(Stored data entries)

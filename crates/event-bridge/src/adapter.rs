use std::sync::{Arc, Weak};

use robot_platform::{EventBus, EventCallback, EventNotice, MemoryStore};
use tracing::{debug, info, warn};

use crate::{Decoded, EventSource, LatestSlot, Result};

/// Turns a push-style platform event into a pull-style blocking call.
///
/// Lifecycle per instance is `Idle -> AwaitingEvent -> EventReady -> Idle`:
/// [`wait_for_event`](Self::wait_for_event) enters `AwaitingEvent`, the platform
/// callback moves to `EventReady`, and the waiter consumes the payload. There
/// is no way out of `AwaitingEvent` other than an event arriving.
pub struct BlockingEventAdapter<S: EventSource> {
    bus: Arc<dyn EventBus>,
    memory: Arc<dyn MemoryStore>,
    source: Arc<S>,
    slot: Arc<LatestSlot<S::Payload>>,
    module: String,
}

impl<S: EventSource> BlockingEventAdapter<S> {
    /// Subscribe `source` under `module` and leave detection disabled.
    pub fn new(
        bus: Arc<dyn EventBus>,
        memory: Arc<dyn MemoryStore>,
        source: S,
        module: impl Into<String>,
    ) -> Result<Self> {
        let module = module.into();
        let source = Arc::new(source);
        let slot = Arc::new(LatestSlot::new());

        // The platform owns the callback; it holds weak handles only so a
        // dropped adapter does not keep itself alive through the subscription.
        let callback = callback_for(
            Arc::downgrade(&source),
            Arc::downgrade(&slot),
            Arc::downgrade(&memory),
        );
        bus.subscribe(source.event_name(), &module, callback)?;
        if let Err(err) = source.disable() {
            let _ = bus.unsubscribe(source.event_name(), &module);
            return Err(err);
        }
        info!(event = source.event_name(), module = %module, "event adapter subscribed");

        Ok(Self {
            bus,
            memory,
            source,
            slot,
            module,
        })
    }

    pub fn source(&self) -> &S {
        &self.source
    }

    pub fn module(&self) -> &str {
        &self.module
    }

    pub fn event_name(&self) -> &str {
        self.source.event_name()
    }

    /// Apply source parameters. Platform errors propagate unchanged.
    pub fn configure(&self, params: &S::Params) -> Result<()> {
        self.source.configure(params)
    }

    /// Block until a fresh event arrives and return its payload.
    ///
    /// Anything received before the call is discarded. Detection is enabled
    /// for the duration of the wait and disabled again afterwards; a failure to
    /// disable is logged and the payload is still returned. Never returns if
    /// the platform never fires.
    pub fn wait_for_event(&self) -> Result<S::Payload> {
        self.slot.clear();
        self.source.enable()?;
        debug!(event = self.event_name(), "awaiting event");
        let payload = self.slot.take();
        if let Err(err) = self.source.disable() {
            warn!(event = self.event_name(), error = %err, "could not disable detection");
        }
        debug!(event = self.event_name(), "event consumed");
        Ok(payload)
    }

    /// Feed one notification through the source decoder, as the platform
    /// callback does.
    pub fn on_event(&self, notice: &EventNotice) {
        deliver(self.source.as_ref(), &self.slot, self.memory.as_ref(), notice);
    }

    /// `true` while an unread payload is held.
    pub fn is_ready(&self) -> bool {
        self.slot.is_ready()
    }

    /// Take the unread payload, if any, without blocking.
    pub fn try_take(&self) -> Option<S::Payload> {
        self.slot.try_take()
    }

    /// Cancel the subscription. A second call reports whatever the platform
    /// reports for an unknown subscription.
    pub fn teardown(&self) -> Result<()> {
        self.bus.unsubscribe(self.event_name(), &self.module)?;
        info!(event = self.event_name(), module = %self.module, "event adapter unsubscribed");
        Ok(())
    }
}

fn callback_for<S: EventSource>(
    source: Weak<S>,
    slot: Weak<LatestSlot<S::Payload>>,
    memory: Weak<dyn MemoryStore>,
) -> EventCallback {
    Arc::new(move |notice: &EventNotice| {
        let (Some(source), Some(slot), Some(memory)) =
            (source.upgrade(), slot.upgrade(), memory.upgrade())
        else {
            debug!(event = %notice.key, "adapter gone; notification ignored");
            return;
        };
        deliver(source.as_ref(), &slot, memory.as_ref(), notice);
    })
}

fn deliver<S: EventSource>(
    source: &S,
    slot: &LatestSlot<S::Payload>,
    memory: &dyn MemoryStore,
    notice: &EventNotice,
) {
    match source.decode(notice, memory) {
        Ok(Decoded::Ready(payload)) => {
            if slot.publish(payload) {
                debug!(event = %notice.key, "unread event overwritten");
            }
        }
        Ok(Decoded::Clear) => {
            slot.clear();
            debug!(event = %notice.key, "detection cleared");
        }
        Ok(Decoded::Ignore) => {}
        Err(err) => warn!(event = %notice.key, error = %err, "dropping undecodable event"),
    }
}

#[cfg(test)]
mod tests {
    use super::*;
    use crate::BridgeError;
    use robot_platform::{MockPlatform, PlatformError};
    use serde_json::json;
    use std::sync::atomic::{AtomicBool, AtomicUsize, Ordering};
    use std::sync::mpsc;
    use std::thread;
    use std::time::{Duration, Instant};

    const PROBE: &str = "Probe";

    /// Strings are payloads, empty strings clear, anything else is ignored.
    #[derive(Default)]
    struct ProbeSource {
        enabled: AtomicBool,
        enables: AtomicUsize,
        configured: AtomicUsize,
        refuse_disable: AtomicBool,
    }

    impl EventSource for ProbeSource {
        type Payload = String;
        type Params = ();

        fn event_name(&self) -> &str {
            PROBE
        }

        fn enable(&self) -> Result<()> {
            self.enabled.store(true, Ordering::SeqCst);
            self.enables.fetch_add(1, Ordering::SeqCst);
            Ok(())
        }

        fn disable(&self) -> Result<()> {
            if self.refuse_disable.load(Ordering::SeqCst) {
                return Err(PlatformError::Service("detector stuck".to_string()).into());
            }
            self.enabled.store(false, Ordering::SeqCst);
            Ok(())
        }

        fn configure(&self, _params: &()) -> Result<()> {
            self.configured.fetch_add(1, Ordering::SeqCst);
            Ok(())
        }

        fn decode(
            &self,
            notice: &EventNotice,
            _memory: &dyn MemoryStore,
        ) -> Result<Decoded<String>> {
            Ok(match notice.value.as_str() {
                Some("") => Decoded::Clear,
                Some(s) => Decoded::Ready(s.to_string()),
                None => Decoded::Ignore,
            })
        }
    }

    fn setup() -> (Arc<MockPlatform>, Arc<BlockingEventAdapter<ProbeSource>>) {
        let platform = Arc::new(MockPlatform::new());
        let adapter = BlockingEventAdapter::new(
            platform.clone(),
            platform.clone(),
            ProbeSource::default(),
            "probe-module",
        )
        .unwrap();
        (platform, Arc::new(adapter))
    }

    fn spawn_waiter(
        adapter: &Arc<BlockingEventAdapter<ProbeSource>>,
    ) -> mpsc::Receiver<String> {
        let enables_before = adapter.source().enables.load(Ordering::SeqCst);
        let (tx, rx) = mpsc::channel();
        let waiter = Arc::clone(adapter);
        thread::spawn(move || {
            if let Ok(v) = waiter.wait_for_event() {
                let _ = tx.send(v);
            }
        });
        // Once detection is enabled the waiter has already discarded stale state.
        let deadline = Instant::now() + Duration::from_secs(5);
        while adapter.source().enables.load(Ordering::SeqCst) == enables_before {
            assert!(Instant::now() < deadline, "waiter never enabled detection");
            thread::sleep(Duration::from_millis(2));
        }
        rx
    }

    #[test]
    fn subscribe_fire_wait_returns_payload() {
        let (platform, adapter) = setup();
        assert_eq!(platform.subscriber_count(PROBE), 1);
        assert!(!adapter.source().enabled.load(Ordering::SeqCst));

        let rx = spawn_waiter(&adapter);
        platform.raise_event(PROBE, json!("alice"));

        assert_eq!(rx.recv_timeout(Duration::from_secs(5)).unwrap(), "alice");
        assert!(!adapter.is_ready());
        assert!(!adapter.source().enabled.load(Ordering::SeqCst));
    }

    #[test]
    fn payload_survives_failed_disable() {
        let (platform, adapter) = setup();
        adapter.source().refuse_disable.store(true, Ordering::SeqCst);

        let rx = spawn_waiter(&adapter);
        platform.raise_event(PROBE, json!("grace"));
        assert_eq!(rx.recv_timeout(Duration::from_secs(5)).unwrap(), "grace");
        assert!(!adapter.is_ready());
    }

    #[test]
    fn empty_payload_keeps_waiter_blocked() {
        let (platform, adapter) = setup();
        let rx = spawn_waiter(&adapter);

        platform.raise_event(PROBE, json!(""));
        platform.flush();
        assert!(!adapter.is_ready());
        assert!(rx.recv_timeout(Duration::from_millis(150)).is_err());

        platform.raise_event(PROBE, json!("bob"));
        assert_eq!(rx.recv_timeout(Duration::from_secs(5)).unwrap(), "bob");
    }

    #[test]
    fn clear_notification_drops_unread_payload() {
        let (platform, adapter) = setup();
        platform.raise_event(PROBE, json!("carol"));
        platform.flush();
        assert!(adapter.is_ready());

        platform.raise_event(PROBE, json!(""));
        platform.flush();
        assert!(!adapter.is_ready());
        assert_eq!(adapter.try_take(), None);
    }

    #[test]
    fn ignored_notifications_do_not_touch_state() {
        let (platform, adapter) = setup();
        platform.raise_event(PROBE, json!("dave"));
        platform.raise_event(PROBE, json!(0.0));
        platform.flush();
        assert_eq!(adapter.try_take().as_deref(), Some("dave"));
    }

    #[test]
    fn second_wait_needs_a_new_event() {
        let (platform, adapter) = setup();
        let rx = spawn_waiter(&adapter);
        platform.raise_event(PROBE, json!("first"));
        assert_eq!(rx.recv_timeout(Duration::from_secs(5)).unwrap(), "first");

        // Arrives while idle: must not satisfy the next wait.
        platform.raise_event(PROBE, json!("stale"));
        platform.flush();

        let rx = spawn_waiter(&adapter);
        assert!(rx.recv_timeout(Duration::from_millis(150)).is_err());
        platform.raise_event(PROBE, json!("second"));
        assert_eq!(rx.recv_timeout(Duration::from_secs(5)).unwrap(), "second");
    }

    #[test]
    fn last_event_wins_when_unread() {
        let (platform, adapter) = setup();
        for name in ["a", "b", "c"] {
            platform.raise_event(PROBE, json!(name));
        }
        platform.flush();
        assert_eq!(adapter.try_take().as_deref(), Some("c"));
    }

    #[test]
    fn concurrent_events_never_corrupt_payload() {
        let (platform, adapter) = setup();
        let producers: Vec<_> = (0..3)
            .map(|p| {
                let platform = Arc::clone(&platform);
                thread::spawn(move || {
                    for i in 0..300 {
                        platform.raise_event(PROBE, json!(format!("p{p}-{i}-p{p}")));
                    }
                })
            })
            .collect();

        for _ in 0..5 {
            let rx = spawn_waiter(&adapter);
            platform.raise_event(PROBE, json!("m-0-m"));
            let v = rx.recv_timeout(Duration::from_secs(5)).unwrap();
            let parts: Vec<&str> = v.split('-').collect();
            assert_eq!(parts.len(), 3, "malformed payload {v}");
            assert_eq!(parts[0], parts[2], "torn payload {v}");
        }
        for p in producers {
            p.join().unwrap();
        }
    }

    #[test]
    fn direct_on_event_matches_callback_path() {
        let (_platform, adapter) = setup();
        adapter.on_event(&EventNotice::new(PROBE, json!("erin"), "probe-module"));
        assert!(adapter.is_ready());
        adapter.on_event(&EventNotice::new(PROBE, json!(""), "probe-module"));
        assert!(!adapter.is_ready());
    }

    #[test]
    fn configure_reaches_source() {
        let (_platform, adapter) = setup();
        adapter.configure(&()).unwrap();
        assert_eq!(adapter.source().configured.load(Ordering::SeqCst), 1);
    }

    #[test]
    fn duplicate_subscription_is_rejected() {
        let (platform, _adapter) = setup();
        let err = BlockingEventAdapter::new(
            platform.clone(),
            platform.clone(),
            ProbeSource::default(),
            "probe-module",
        )
        .err()
        .unwrap();
        assert!(matches!(
            err,
            BridgeError::Platform(PlatformError::AlreadySubscribed { .. })
        ));
    }

    #[test]
    fn teardown_stops_delivery() {
        let (platform, adapter) = setup();
        adapter.teardown().unwrap();
        assert_eq!(platform.subscriber_count(PROBE), 0);

        platform.raise_event(PROBE, json!("frank"));
        platform.flush();
        assert!(!adapter.is_ready());

        assert!(matches!(
            adapter.teardown(),
            Err(BridgeError::Platform(PlatformError::NotSubscribed { .. }))
        ));
    }

    #[test]
    fn dropped_adapter_ignores_late_events() {
        let (platform, adapter) = setup();
        drop(adapter);
        platform.raise_event(PROBE, json!("ghost"));
        platform.flush();
        assert_eq!(platform.subscriber_count(PROBE), 1);
    }
}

§ **WHAT THE EXERCISE ASKS**: Go through the entries and return each line where the word "debug" appears.

§ **WRITTEN ANSWER**:
use tracing::{debug, info, warn};
        debug!(event = self.event_name(), "awaiting event");
        debug!(event = self.event_name(), "event consumed");
            debug!(event = %notice.key, "adapter gone; notification ignored");
                debug!(event = %notice.key, "unread event overwritten");
            debug!(event = %notice.key, "detection cleared");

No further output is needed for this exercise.